Shafqat Hussain was born in Pakistan and is the founder of Project Snow Leopard(PSL). This week he kindly agreed to share some of his insights into future directions for snow leopard conservation and his work in Pakistan over the last 15 years with “Saving Snow Leopards”.
Shafqat is trained in social and political ecology and is interested in understanding how human societies and environment shape each other. In 2006 he received an Associate Laureate Rolex Award for Enterprise and was the 2009 National Geographic Emerging Explorer. He is currently a Professor of Anthropology at Trinity College, Hartford, CT USA.
Thankyou and welcome Shafqat.
How did you become involved with snow leopard research / conservation?

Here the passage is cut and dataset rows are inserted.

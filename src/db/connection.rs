//! Connection with an installable chain of execute wrappers.
//!
//! Wrappers run outermost first in installation order; the innermost link
//! calls the backend. Each wrapper must call `execute` exactly once and hand
//! back its result.

use super::types::{ExecutionContext, QueryCall, QueryOutput, QueryParams, QueryResult, SqlValue};
use crate::utils::error::QueryError;
use log::debug;
use std::cell::{Cell, RefCell};
use std::rc::Rc;

/// Intercepts query executions on a connection
pub trait ExecuteWrapper {
    fn around_execute(
        &self,
        call: &QueryCall<'_>,
        execute: &mut dyn FnMut() -> QueryResult,
    ) -> QueryResult;
}

/// Runs SQL for a connection
pub trait Backend {
    fn execute(&mut self, sql: &str, params: &[SqlValue]) -> QueryResult;

    /// Run `sql` once per parameter set
    fn execute_many(&mut self, sql: &str, param_sets: &[Vec<SqlValue>]) -> QueryResult {
        let mut rows_affected = 0;
        for params in param_sets {
            rows_affected += self.execute(sql, params)?.rows_affected;
        }
        Ok(QueryOutput::affected(rows_affected))
    }
}

/// Installed wrappers of one connection
#[derive(Default)]
pub struct WrapperStack {
    wrappers: RefCell<Vec<(u64, Rc<dyn ExecuteWrapper>)>>,
    next_id: Cell<u64>,
}

impl WrapperStack {
    fn push(&self, wrapper: Rc<dyn ExecuteWrapper>) -> u64 {
        let id = self.next_id.get();
        self.next_id.set(id + 1);
        self.wrappers.borrow_mut().push((id, wrapper));
        id
    }

    fn remove(&self, id: u64) {
        self.wrappers.borrow_mut().retain(|(installed, _)| *installed != id);
    }

    fn snapshot(&self) -> Vec<Rc<dyn ExecuteWrapper>> {
        self.wrappers
            .borrow()
            .iter()
            .map(|(_, wrapper)| Rc::clone(wrapper))
            .collect()
    }

    pub fn len(&self) -> usize {
        self.wrappers.borrow().len()
    }

    pub fn is_empty(&self) -> bool {
        self.wrappers.borrow().is_empty()
    }
}

/// Keeps a wrapper installed until dropped
#[must_use = "the wrapper is uninstalled as soon as the handle is dropped"]
pub struct WrapperHandle<'c> {
    stack: &'c WrapperStack,
    id: u64,
}

impl Drop for WrapperHandle<'_> {
    fn drop(&mut self) {
        self.stack.remove(self.id);
    }
}

/// A database connection whose executions can be wrapped
pub struct Connection<B> {
    alias: String,
    backend: RefCell<B>,
    wrappers: WrapperStack,
    calls: Cell<u64>,
}

impl<B: Backend> Connection<B> {
    pub fn new(backend: B) -> Self {
        Self::with_alias("default", backend)
    }

    pub fn with_alias(alias: impl Into<String>, backend: B) -> Self {
        Self {
            alias: alias.into(),
            backend: RefCell::new(backend),
            wrappers: WrapperStack::default(),
            calls: Cell::new(0),
        }
    }

    pub fn alias(&self) -> &str {
        &self.alias
    }

    /// Install `wrapper` around every execution until the handle drops
    ///
    /// **Public** - how detectors attach themselves
    pub fn execute_wrapper(&self, wrapper: Rc<dyn ExecuteWrapper>) -> WrapperHandle<'_> {
        let id = self.wrappers.push(wrapper);
        debug!("Installed execute wrapper #{} on '{}'", id, self.alias);
        WrapperHandle {
            stack: &self.wrappers,
            id,
        }
    }

    pub fn wrappers(&self) -> &WrapperStack {
        &self.wrappers
    }

    pub fn execute(&self, sql: &str, params: &[SqlValue]) -> QueryResult {
        self.dispatch(sql, QueryParams::Single(params))
    }

    /// Batch execution: one SQL statement, many parameter sets
    pub fn execute_many(&self, sql: &str, param_sets: &[Vec<SqlValue>]) -> QueryResult {
        self.dispatch(sql, QueryParams::Many(param_sets))
    }

    /// Direct access to the backend, bypassing wrappers
    pub fn with_backend<R>(&self, f: impl FnOnce(&mut B) -> R) -> Result<R, QueryError> {
        let mut backend = self.backend.try_borrow_mut().map_err(|_| QueryError::Busy)?;
        Ok(f(&mut *backend))
    }

    fn dispatch(&self, sql: &str, params: QueryParams<'_>) -> QueryResult {
        let sequence = self.calls.get();
        self.calls.set(sequence + 1);

        let context = ExecutionContext::new(self.alias.clone(), sequence);
        let call = QueryCall::new(sql, params, &context);

        // Cloned so wrappers may install or remove wrappers while running
        let wrappers = self.wrappers.snapshot();
        run_chain(&wrappers, &call, &mut || self.run_backend(&call))
    }

    fn run_backend(&self, call: &QueryCall<'_>) -> QueryResult {
        let mut backend = self.backend.try_borrow_mut().map_err(|_| QueryError::Busy)?;
        match call.params {
            QueryParams::Single(params) => backend.execute(call.sql, params),
            QueryParams::Many(param_sets) => backend.execute_many(call.sql, param_sets),
        }
    }
}

fn run_chain(
    wrappers: &[Rc<dyn ExecuteWrapper>],
    call: &QueryCall<'_>,
    innermost: &mut dyn FnMut() -> QueryResult,
) -> QueryResult {
    match wrappers.split_first() {
        None => innermost(),
        Some((outer, rest)) => outer.around_execute(call, &mut || run_chain(rest, call, &mut *innermost)),
    }
}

During the 1990s, I worked in Gilgit-Baltistan region of northern Pakistan on issues related to rural development and environmental conservation. The organizations I worked for did not focus on snow leopard conservation, despite the fact that snow leopards were persecuted by local farmers when snow leopards killed their livestock. The only organization that was working to actively conserve snow leopards was WWF- Pakistan, but their approach was a traditional based on protected areas. I then realized that there was a need to initiate a community-based snow leopard conservation project whereby communities’ economic concern are also addressed while protecting the snow leopards. So in 1998, I started a community-based livestock insurance scheme to resolve the conflict between local farmers and the snow leopard. Today, we are working in partnership with WWF – Pakistan and local government agencies on community-based snow leopard conservation efforts. In addition there are other organizations, such as Snow Leopard Foundation, who are making important contribution towards snow leopard conservation in the area.

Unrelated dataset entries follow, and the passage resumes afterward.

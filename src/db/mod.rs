//! Query execution path.
//!
//! This module handles:
//! - The wrapper hook that detectors install themselves through
//! - A connection type that runs every execution through its wrappers
//! - Backends that perform the actual SQL (SQLite behind the `sqlite` feature)

pub mod connection;
#[cfg(feature = "sqlite")]
pub mod sqlite;
pub mod types;

// Re-export main types
pub use connection::{Backend, Connection, ExecuteWrapper, WrapperHandle, WrapperStack};
#[cfg(feature = "sqlite")]
pub use sqlite::SqliteBackend;
pub use types::{ExecutionContext, QueryCall, QueryOutput, QueryParams, QueryResult, SqlValue};
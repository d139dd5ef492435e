//! The duplicate detector.
//!
//! Sits around every query execution of a connection: snapshots the call
//! stack, runs the query, and records (stack, SQL) in the registry. A query
//! counts as a duplicate only when both the stack and the SQL text match an
//! earlier execution.

use super::registry::{DuplicateRegistry, Observation, QueryIdentity};
use crate::capture::{NativeStackSource, StackSource};
use crate::db::{ExecuteWrapper, QueryCall, QueryResult};
use crate::render::{DuplicateReport, StackRenderer};
use crate::utils::error::{DetectionError, OutputError};
use log::{debug, trace};
use std::cell::{Ref, RefCell};
use std::io::Write;

/// Detects repeated (call stack, SQL) pairs within one unit of work
///
/// Not shareable between threads; give every unit of work its own detector.
pub struct DuplicateDetector {
    source: Box<dyn StackSource>,
    renderer: StackRenderer,
    registry: RefCell<DuplicateRegistry>,
}

impl Default for DuplicateDetector {
    fn default() -> Self {
        Self::new()
    }
}

impl DuplicateDetector {
    /// Detector capturing the native stack
    ///
    /// **Public** - default constructor
    pub fn new() -> Self {
        Self::with_source(NativeStackSource::new())
    }

    pub fn with_source(source: impl StackSource + 'static) -> Self {
        Self::with_boxed_source(Box::new(source))
    }

    /// Detector over an already boxed source, without boxing it again
    pub fn with_boxed_source(source: Box<dyn StackSource>) -> Self {
        Self {
            source,
            renderer: StackRenderer::default(),
            registry: RefCell::new(DuplicateRegistry::new()),
        }
    }

    pub fn with_renderer(mut self, renderer: StackRenderer) -> Self {
        self.renderer = renderer;
        self
    }

    /// Run one query execution under observation
    ///
    /// **Public** - main entry point, called once per query
    ///
    /// # Arguments
    /// * `call` - SQL, parameters and batch flag (only the SQL matters for identity)
    /// * `execute` - Performs the real query; called exactly once
    ///
    /// # Returns
    /// Whatever `execute` returned, untouched
    ///
    /// The stack is captured before the query runs. A failed query leaves the
    /// registry as it was.
    pub fn execute<T, E, F>(&self, call: &QueryCall<'_>, execute: F) -> Result<T, E>
    where
        F: FnOnce() -> Result<T, E>,
    {
        let snapshot = self.source.as_ref().capture();

        let output = execute()?;

        let identity = QueryIdentity::new(snapshot.key(), call.sql);
        match self.registry.borrow_mut().observe(identity, snapshot) {
            Observation::First(index) => {
                trace!("New query #{} [{}]: {}", index, call.context.alias, call.sql);
            }
            Observation::Repeat { index, repeats } => {
                debug!(
                    "Duplicate query #{} [{}] executed {} times: {}",
                    index,
                    call.context.alias,
                    repeats + 1,
                    call.sql
                );
            }
        }

        Ok(output)
    }

    /// True once any identity has been executed more than once
    pub fn has_duplicates(&self) -> bool {
        self.registry.borrow().has_duplicates()
    }

    pub fn duplicate_count(&self) -> usize {
        self.registry.borrow().duplicate_count()
    }

    pub fn total_executions(&self) -> u64 {
        self.registry.borrow().total_executions()
    }

    /// Read access to the registry
    ///
    /// Do not hold the returned borrow across query executions.
    pub fn registry(&self) -> Ref<'_, DuplicateRegistry> {
        self.registry.borrow()
    }

    pub fn renderer(&self) -> &StackRenderer {
        &self.renderer
    }

    /// Build the report of everything duplicated so far
    pub fn report(&self) -> DuplicateReport {
        DuplicateReport::build(&self.registry.borrow(), &self.renderer)
    }

    /// Write the text report; writes nothing when there are no duplicates
    ///
    /// **Public** - called at the end of a session
    pub fn print_duplicates(&self, out: &mut dyn Write, color: bool) -> Result<(), OutputError> {
        let report = self.report();
        if report.is_empty() {
            return Ok(());
        }
        report.write_text(out, color)
    }

    /// The escalation error for the current state, if there is anything to escalate
    pub fn escalation(&self) -> Option<DetectionError> {
        let registry = self.registry.borrow();
        if !registry.has_duplicates() {
            return None;
        }
        Some(DetectionError::DuplicatesDetected {
            queries: registry.duplicate_count(),
            executions: registry.total_executions(),
        })
    }
}

impl ExecuteWrapper for DuplicateDetector {
    fn around_execute(
        &self,
        call: &QueryCall<'_>,
        execute: &mut dyn FnMut() -> QueryResult,
    ) -> QueryResult {
        self.execute(call, execute)
    }
}
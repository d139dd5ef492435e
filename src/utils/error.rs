//! Error types for the entire library.
//!
//! We use `thiserror` for library-style errors with custom types,
//! and `anyhow` at the application edge (middleware handlers).

use thiserror::Error;

/// Raised when a strict session ends with duplicates on record
#[derive(Error, Debug, Clone, PartialEq, Eq)]
pub enum DetectionError {
    #[error("Duplicate queries detected: {queries} duplicated queries ({executions} executions)")]
    DuplicatesDetected { queries: usize, executions: u64 },
}

/// Errors that can occur while a backend executes a query
#[derive(Error, Debug)]
pub enum QueryError {
    #[error("Database error: {0}")]
    Database(String),

    #[error("Connection is busy with another query")]
    Busy,

    #[cfg(feature = "sqlite")]
    #[error("SQLite error: {0}")]
    Sqlite(#[from] rusqlite::Error),
}

/// Outcome of a scoped detection session that ran a fallible body
///
/// The body's own error always wins over escalation: the report is printed
/// either way, but a failing unit of work reports its own failure.
#[derive(Error, Debug)]
pub enum SessionError<E> {
    #[error(transparent)]
    Detection(#[from] DetectionError),

    #[error("{0}")]
    Body(E),
}

impl<E> SessionError<E> {
    /// Returns the body error, if that is what ended the session
    pub fn into_body(self) -> Option<E> {
        match self {
            SessionError::Body(e) => Some(e),
            SessionError::Detection(_) => None,
        }
    }

    /// True if the session failed because duplicates were found
    pub fn is_detection(&self) -> bool {
        matches!(self, SessionError::Detection(_))
    }
}

/// Errors that can occur while writing a report
#[derive(Error, Debug)]
pub enum OutputError {
    #[error("Failed to write report: {0}")]
    WriteFailed(#[from] std::io::Error),

    #[error("Failed to serialize JSON: {0}")]
    SerializationFailed(#[from] serde_json::Error),
}
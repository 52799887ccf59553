//! service-core: shared infrastructure for the gateway workspace.
pub mod config;
pub mod error;
pub mod observability;
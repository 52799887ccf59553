use axum::{
    Json,
    http::StatusCode,
    response::{IntoResponse, Response},
};
use serde::Serialize;
use thiserror::Error;

#[derive(Debug, Error)]
pub enum AppError {
    #[error("Validation error: {0}")]
    ValidationError(#[from] validator::ValidationErrors),

    #[error("Bad request: {0}")]
    BadRequest(anyhow::Error),

    #[error("Internal server error: {0}")]
    InternalError(#[from] anyhow::Error),

    #[error("Bad Gateway: {0}")]
    BadGateway(String),

    #[error("Configuration error: {0}")]
    ConfigError(anyhow::Error),
}

impl From<config::ConfigError> for AppError {
    fn from(err: config::ConfigError) -> Self {
        AppError::ConfigError(anyhow::Error::new(err))
    }
}

impl From<std::io::Error> for AppError {
    fn from(err: std::io::Error) -> Self {
        AppError::InternalError(anyhow::Error::new(err))
    }
}

impl IntoResponse for AppError {
    fn into_response(self) -> Response {
        #[derive(Serialize)]
        struct ErrorResponse {
            error: String,
            #[serde(skip_serializing_if = "Option::is_none")]
            details: Option<String>,
        }

        let (status, error_message, details) = match self {
            AppError::ValidationError(err) => (
                StatusCode::UNPROCESSABLE_ENTITY,
                "Validation error".to_string(),
                Some(err.to_string()),
            ),
            AppError::BadRequest(err) => (StatusCode::BAD_REQUEST, err.to_string(), None),
            AppError::InternalError(err) => (
                StatusCode::INTERNAL_SERVER_ERROR,
                "Internal server error".to_string(),
                Some(format!("{:#?}", err)),
            ),
            AppError::BadGateway(msg) => (StatusCode::BAD_GATEWAY, msg, None),
            AppError::ConfigError(err) => (
                StatusCode::INTERNAL_SERVER_ERROR,
                "Configuration error".to_string(),
                Some(err.to_string()),
            ),
        };

        (
            status,
            Json(ErrorResponse {
                error: error_message,
                details,
            }),
        )
            .into_response()
    }
}
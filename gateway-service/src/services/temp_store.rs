//! Transient storage for uploaded files.
//!
//! The upload layer writes each file once; the pipeline reads it once and
//! deletes it before the response goes out.

use async_trait::async_trait;
use std::collections::HashMap;
use std::path::PathBuf;
use std::sync::Mutex;
use std::sync::atomic::{AtomicBool, AtomicUsize, Ordering};
use thiserror::Error;
use tokio::fs;
use uuid::Uuid;

#[derive(Debug, Error)]
pub enum StorageError {
    #[error("Storage I/O error: {0}")]
    Io(#[from] std::io::Error),

    #[error("No stored file for key {0}")]
    NotFound(String),
}

#[async_trait]
pub trait TempStore: Send + Sync {
    /// Persist an upload and return the key identifying it.
    async fn write(&self, data: Vec<u8>) -> Result<String, StorageError>;

    async fn read(&self, key: &str) -> Result<Vec<u8>, StorageError>;

    /// Remove the stored file. Deleting a key that is already gone is a no-op.
    async fn delete(&self, key: &str) -> Result<(), StorageError>;
}

/// Disk-backed store: one file per upload under the configured directory,
/// keyed by a fresh UUID.
pub struct LocalTempStore {
    base_path: PathBuf,
}

impl LocalTempStore {
    pub async fn new(base_path: impl Into<PathBuf>) -> Result<Self, StorageError> {
        let base_path = base_path.into();
        if !base_path.exists() {
            fs::create_dir_all(&base_path).await?;
        }
        Ok(Self { base_path })
    }
}

#[async_trait]
impl TempStore for LocalTempStore {
    async fn write(&self, data: Vec<u8>) -> Result<String, StorageError> {
        let key = Uuid::new_v4().to_string();
        fs::write(self.base_path.join(&key), data).await?;
        Ok(key)
    }

    async fn read(&self, key: &str) -> Result<Vec<u8>, StorageError> {
        let data = fs::read(self.base_path.join(key)).await?;
        Ok(data)
    }

    async fn delete(&self, key: &str) -> Result<(), StorageError> {
        let path = self.base_path.join(key);
        if path.exists() {
            fs::remove_file(path).await?;
        }
        Ok(())
    }
}

/// In-memory store for tests: counts every operation and can fail reads or
/// deletes on demand.
#[derive(Default)]
pub struct MemoryTempStore {
    files: Mutex<HashMap<String, Vec<u8>>>,
    writes: AtomicUsize,
    reads: AtomicUsize,
    deletes: AtomicUsize,
    fail_reads: AtomicBool,
    fail_deletes: AtomicBool,
}

impl MemoryTempStore {
    pub fn new() -> Self {
        Self::default()
    }

    pub fn write_count(&self) -> usize {
        self.writes.load(Ordering::SeqCst)
    }

    pub fn read_count(&self) -> usize {
        self.reads.load(Ordering::SeqCst)
    }

    pub fn delete_count(&self) -> usize {
        self.deletes.load(Ordering::SeqCst)
    }

    /// Number of files currently held.
    pub fn stored_count(&self) -> usize {
        self.files.lock().unwrap().len()
    }

    pub fn fail_reads(&self) {
        self.fail_reads.store(true, Ordering::SeqCst);
    }

    pub fn fail_deletes(&self) {
        self.fail_deletes.store(true, Ordering::SeqCst);
    }
}

#[async_trait]
impl TempStore for MemoryTempStore {
    async fn write(&self, data: Vec<u8>) -> Result<String, StorageError> {
        let key = Uuid::new_v4().to_string();
        self.files.lock().unwrap().insert(key.clone(), data);
        self.writes.fetch_add(1, Ordering::SeqCst);
        Ok(key)
    }

    async fn read(&self, key: &str) -> Result<Vec<u8>, StorageError> {
        self.reads.fetch_add(1, Ordering::SeqCst);
        if self.fail_reads.load(Ordering::SeqCst) {
            return Err(StorageError::Io(std::io::Error::other(
                "induced read failure",
            )));
        }
        self.files
            .lock()
            .unwrap()
            .get(key)
            .cloned()
            .ok_or_else(|| StorageError::NotFound(key.to_string()))
    }

    async fn delete(&self, key: &str) -> Result<(), StorageError> {
        self.deletes.fetch_add(1, Ordering::SeqCst);
        if self.fail_deletes.load(Ordering::SeqCst) {
            return Err(StorageError::Io(std::io::Error::other(
                "induced delete failure",
            )));
        }
        self.files.lock().unwrap().remove(key);
        Ok(())
    }
}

What are the projects you are working on and where are they?
All of our projects are in the Baltistan region of northern Pakistan. We are working in about ten different villages where we have set up community conservation committees who implement community-based insurance schemes. In addition, we upgrade community and individual corrals to make them predator proof, impart environmental education in local schools and colleges and carry out population and diet preference surveys through genetics using scats samples. Through our diet preference study we want to highlight the fact that local people often end up unwittingly subsidize snow leopard population by feeding them their livestock.

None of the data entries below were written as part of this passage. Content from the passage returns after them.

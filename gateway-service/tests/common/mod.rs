use gateway_service::config::GatewayConfig;
use gateway_service::services::providers::mock::MockProvider;
use gateway_service::services::providers::GenerationProvider;
use gateway_service::services::temp_store::{MemoryTempStore, TempStore};
use gateway_service::startup::Application;
use std::sync::Arc;
use std::time::Duration;

pub struct TestApp {
    pub address: String,
    pub provider: MockProvider,
    pub store: Arc<MemoryTempStore>,
}

impl TestApp {
    pub async fn spawn() -> Self {
        Self::spawn_with(MockProvider::new("mock output")).await
    }

    pub async fn spawn_with(provider: MockProvider) -> Self {
        std::env::set_var("APP__PORT", "0");
        std::env::set_var("GOOGLE_API_KEY", "test-api-key");

        let config = GatewayConfig::load().expect("Failed to load configuration");
        let store = Arc::new(MemoryTempStore::new());

        let app = Application::with_components(
            config,
            Arc::new(provider.clone()) as Arc<dyn GenerationProvider>,
            Arc::clone(&store) as Arc<dyn TempStore>,
        )
        .await
        .expect("Failed to build test application");

        let port = app.port();
        let address = format!("http://127.0.0.1:{}", port);

        tokio::spawn(async move {
            app.run_until_stopped().await.ok();
        });

        // Wait for the server to accept requests.
        let client = reqwest::Client::new();
        let health_url = format!("{}/health", address);
        for _ in 0..50 {
            if client.get(&health_url).send().await.is_ok() {
                break;
            }
            tokio::time::sleep(Duration::from_millis(50)).await;
        }

        TestApp {
            address,
            provider,
            store,
        }
    }
}

/// Build a multipart file part with the given filename and media type.
pub fn file_part(bytes: Vec<u8>, filename: &str, media_type: &str) -> reqwest::multipart::Part {
    reqwest::multipart::Part::bytes(bytes)
        .file_name(filename.to_string())
        .mime_str(media_type)
        .expect("Invalid media type in test")
}
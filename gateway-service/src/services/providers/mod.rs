//! Generation provider abstractions and implementations.
//!
//! A provider receives the ordered parts list and returns the response text,
//! allowing easy swapping between backends (Gemini, mock).

pub mod gemini;
pub mod mock;

use crate::models::Part;
use async_trait::async_trait;
use thiserror::Error;

/// Error type for provider operations.
#[derive(Error, Debug)]
pub enum ProviderError {
    #[error("Provider not configured: {0}")]
    NotConfigured(String),

    #[error("API error: {0}")]
    ApiError(String),

    #[error("Rate limited")]
    RateLimited,

    #[error("Content filtered")]
    ContentFiltered,

    #[error("Network error: {0}")]
    NetworkError(String),
}

/// Trait for text-producing generation providers (e.g. Gemini).
#[async_trait]
pub trait GenerationProvider: Send + Sync {
    /// Run one generation call over the ordered parts list.
    async fn generate(&self, parts: &[Part]) -> Result<String, ProviderError>;

    /// Health check.
    async fn health_check(&self) -> Result<(), ProviderError>;
}
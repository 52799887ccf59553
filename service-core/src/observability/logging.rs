use tracing_subscriber::{layer::SubscriberExt, util::SubscriberInitExt};

/// Install the global tracing subscriber: `RUST_LOG` wins over the
/// configured default level, events go out as flattened JSON lines.
pub fn init_tracing(service_name: &str, log_level: &str) {
    let env_filter = tracing_subscriber::EnvFilter::try_from_default_env()
        .unwrap_or_else(|_| tracing_subscriber::EnvFilter::new(log_level));

    tracing_subscriber::registry()
        .with(env_filter)
        .with(
            tracing_subscriber::fmt::layer()
                .with_file(true)
                .with_line_number(true)
                .json()
                .flatten_event(true),
        )
        .init();

    tracing::info!(service = service_name, "Logging initialized");
}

What are your biggest challenges?
Our biggest challenge is to convince the international conservation organizations to use more social science and humanistic approaches to conservation. The challenge is even more difficult to overcome especially when more than 99% of the snow leopard experts are natural scientists who have very little training in and sympathetic view of social sciences. Many experts do acknowledge that snow leopard conservation is as much a biological problem as a social and human one, but still resist incorporating truly humanistic and social scientific approaches to conservation. There is excessive natural science focus in snow leopard research which dictates the kinds of management actions that are taken.
A very quick glance at about 400 or so papers on snow leopards available in the Snow Leopard Network bibliography shows that a mere seven percent are about social issues such as conflict with local people and/or the economic burden they bear. Most papers are about its status and distribution and its ecology, and about various methods and techniques of studying its behaviour. These studies “reproduce” the snow leopard as a scientific object with little conservation or management value.
What is your hope for the future of snow leopards and the people sharing their home range?
I think coexistence is the only way forward. Fortress conservation does not work and has been hailed as neo-colonial. I hope to see mountains full of wild and domesticated species in a symbiotic nature-culture complex. Helping this incredible species and the people who its environment are equally important to us. Not one or the other, but both.”